Старшина издал какой‑то странный звук, схватил алое от крови полотно и выскочил из блиндажа.
Цветкун услышал, еще успел услышать, как с гулом понеслись над блиндажом тяжелые снаряды и ахнули вдали басы морских орудий, как смолкли вражеские минометы, и ветер донес раскатистое «ура» поднявшейся в атаку морской пехоты.
Донесение в штаб флота о подвиге краснофлотца Цветкуна Михаила Степановича помечено 19 января 1944 года.
КОМСОМОЛЬСКИЕ БУДНИ
Собрание было коротким. Все было совершенно ясно.
На черноморском сторожевом катере «044», которым командовал старший лейтенант Попов, кончилось горючее. Моторы почихали и остановились. А вдали виднелся крымский берег, занятый гитлеровцами.

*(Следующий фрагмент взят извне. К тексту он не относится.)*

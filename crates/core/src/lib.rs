//! Employee management core types.
//!
//! Shared by the web binary and the command-line tools:
//! - `web` - Administrator registration/login and the employee listing
//! - `cli` - Migrations and administrator provisioning
//!
//! The core crate holds plain types only. No I/O, no database access and no
//! HTTP, so it can be pulled into anything.
//!
//! # Modules
//!
//! - [`types`] - Type-safe entity IDs and the validated mail address

#![cfg_attr(not(test), forbid(unsafe_code))]

pub mod types;

pub use types::*;
//! Administrator registration, login and logout.
//!
//! Validation and credential failures re-render the originating form with
//! messages. Only infrastructure failures become an [`AppError`].

use askama::Template;
use askama_web::WebTemplate;
use axum::{
    Form,
    extract::State,
    response::{IntoResponse, Redirect, Response},
};
use tower_sessions::Session;

use emp_management_core::MailAddress;

use crate::error::{AppError, Result, set_sentry_user};
use crate::filters;
use crate::forms::{FieldErrors, InsertAdministratorForm, LoginForm, fields};
use crate::middleware::{clear_current_administrator, set_current_administrator};
use crate::models::CurrentAdministrator;
use crate::routes::employee;
use crate::services::ServiceError;
use crate::state::AppState;

/// Shown for any rejected login. Deliberately does not say which field was wrong.
pub const LOGIN_FAILED_MESSAGE: &str = "Mail address or password is invalid";

/// Attached to the mail address field when it is already taken.
pub const ALREADY_REGISTERED_MESSAGE: &str = "This mail address is already registered";

/// Attached to the confirmation field when it differs from the password.
pub const PASSWORD_MISMATCH_MESSAGE: &str = "Passwords do not match";

// =============================================================================
// Templates
// =============================================================================

/// Registration page. Passwords are never echoed back.
#[derive(Template, WebTemplate)]
#[template(path = "administrator/insert.html")]
pub struct RegistrationTemplate {
    pub name: String,
    pub mail_address: String,
    pub errors: FieldErrors,
}

impl RegistrationTemplate {
    fn new(form: &InsertAdministratorForm, errors: FieldErrors) -> Self {
        Self {
            name: form.name.clone(),
            mail_address: form.mail_address.clone(),
            errors,
        }
    }
}

/// Login page.
#[derive(Template, WebTemplate)]
#[template(path = "administrator/login.html")]
pub struct LoginTemplate {
    pub mail_address: String,
    pub error_message: Option<String>,
}

// =============================================================================
// Registration
// =============================================================================

/// Display the registration page with an empty form.
///
/// GET /toInsert
pub async fn to_insert() -> impl IntoResponse {
    RegistrationTemplate::new(&InsertAdministratorForm::default(), FieldErrors::new())
}

/// Handle registration form submission.
///
/// POST /insert
pub async fn insert(
    State(state): State<AppState>,
    Form(form): Form<InsertAdministratorForm>,
) -> Result<Response> {
    let mut errors = form.validate();
    if errors.has_errors() {
        return Ok(RegistrationTemplate::new(&form, errors).into_response());
    }

    let mail_address = MailAddress::parse(&form.mail_address)
        .map_err(|e| AppError::Internal(format!("validated mail address failed to parse: {e}")))?;

    if state
        .administrators()
        .find_by_mail_address(&mail_address)
        .await?
        .is_some()
    {
        errors.add(fields::MAIL_ADDRESS, ALREADY_REGISTERED_MESSAGE);
    }

    if !form.passwords_match() {
        errors.add(fields::REPASSWORD, PASSWORD_MISMATCH_MESSAGE);
    }

    if errors.has_errors() {
        tracing::debug!(?errors, "Registration rejected");
        return Ok(RegistrationTemplate::new(&form, errors).into_response());
    }

    let new_admin = form
        .clone()
        .into_new_administrator()
        .map_err(|e| AppError::Internal(e.to_string()))?;

    match state.administrator_service().insert(new_admin).await {
        Ok(_) => Ok(Redirect::to("/").into_response()),
        Err(ServiceError::AlreadyRegistered) => {
            // Lost the race against a concurrent registration
            errors.add(fields::MAIL_ADDRESS, ALREADY_REGISTERED_MESSAGE);
            Ok(RegistrationTemplate::new(&form, errors).into_response())
        }
        Err(e) => Err(e.into()),
    }
}

// =============================================================================
// Login
// =============================================================================

/// Display the login page.
///
/// GET /
pub async fn to_login() -> impl IntoResponse {
    LoginTemplate {
        mail_address: String::new(),
        error_message: None,
    }
}

/// Handle login form submission.
///
/// On success the employee listing is rendered within this same request
/// rather than redirecting.
///
/// POST /login
pub async fn login(
    State(state): State<AppState>,
    session: Session,
    Form(form): Form<LoginForm>,
) -> Result<Response> {
    let Some(admin) = state
        .administrator_service()
        .login(&form.mail_address, &form.password)
        .await?
    else {
        tracing::info!(mail_address = %form.mail_address, "Login failed");
        return Ok(LoginTemplate {
            mail_address: form.mail_address,
            error_message: Some(LOGIN_FAILED_MESSAGE.to_owned()),
        }
        .into_response());
    };

    let current = CurrentAdministrator::from(&admin);
    set_current_administrator(&session, &current).await?;
    set_sentry_user(&admin.id, admin.mail_address.as_str());
    tracing::info!(administrator_id = %admin.id, "Administrator logged in");

    employee::render_list(&state, current).await
}

// =============================================================================
// Logout
// =============================================================================

/// Destroy the session and return to the login page.
///
/// GET|POST /logout
pub async fn logout(session: Session) -> Redirect {
    if let Err(e) = clear_current_administrator(&session).await {
        tracing::error!("Failed to flush session: {}", e);
    }
    tracing::info!("Administrator logged out");

    Redirect::to("/")
}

Катер долгое время находился в море. Его команде поручили выяснить возможность высадки разведчиков на некоторых участках побережья. Но везде моряки натыкались на противника.
Катер обстреливали. Команда не оставалась в долгу. Перестрелки и свежая погода задержали возвращение. Вот и остались без горючего.
Особой тревоги это не вызвало.
Достаточно дать радиограмму, и на помощь подойдет другой катер, поделится горючим, возьмет, на худой конец, на буксир.
Но беда никогда не ходит одна. В движок динамомашины, которая питала [/ацию, попала вода. Движок захлебывался и глохнул. Приводя его в порядок, старшина мотористов Таурин надышался отработанного газа, покачнулся и упал.
Товарищи не сразу поняли, что с ним такое. Его окликали, тормошили, брызгали на лицо водой. Лишь когда у других тоже стала кружиться голова, краснофлотцы догадались, в чем дело, и поспешили вынести Таурина на палубу.
Товарищи делали ему искусственное дыхание, поливали голову и грудь ледяной забортной водой, жесткими, как приклады, ладонями растирали уши.
В отсек, откуда вынесли Таурина, спустился командир отделения мотористов Кудреватых и осторожно потянул носом. Да, воздух отравлен. Устроили вентиляцию-— стали дружно нагнетать свежий воздух бушлатами, полотенцами. Кудреватых склонился над мотором.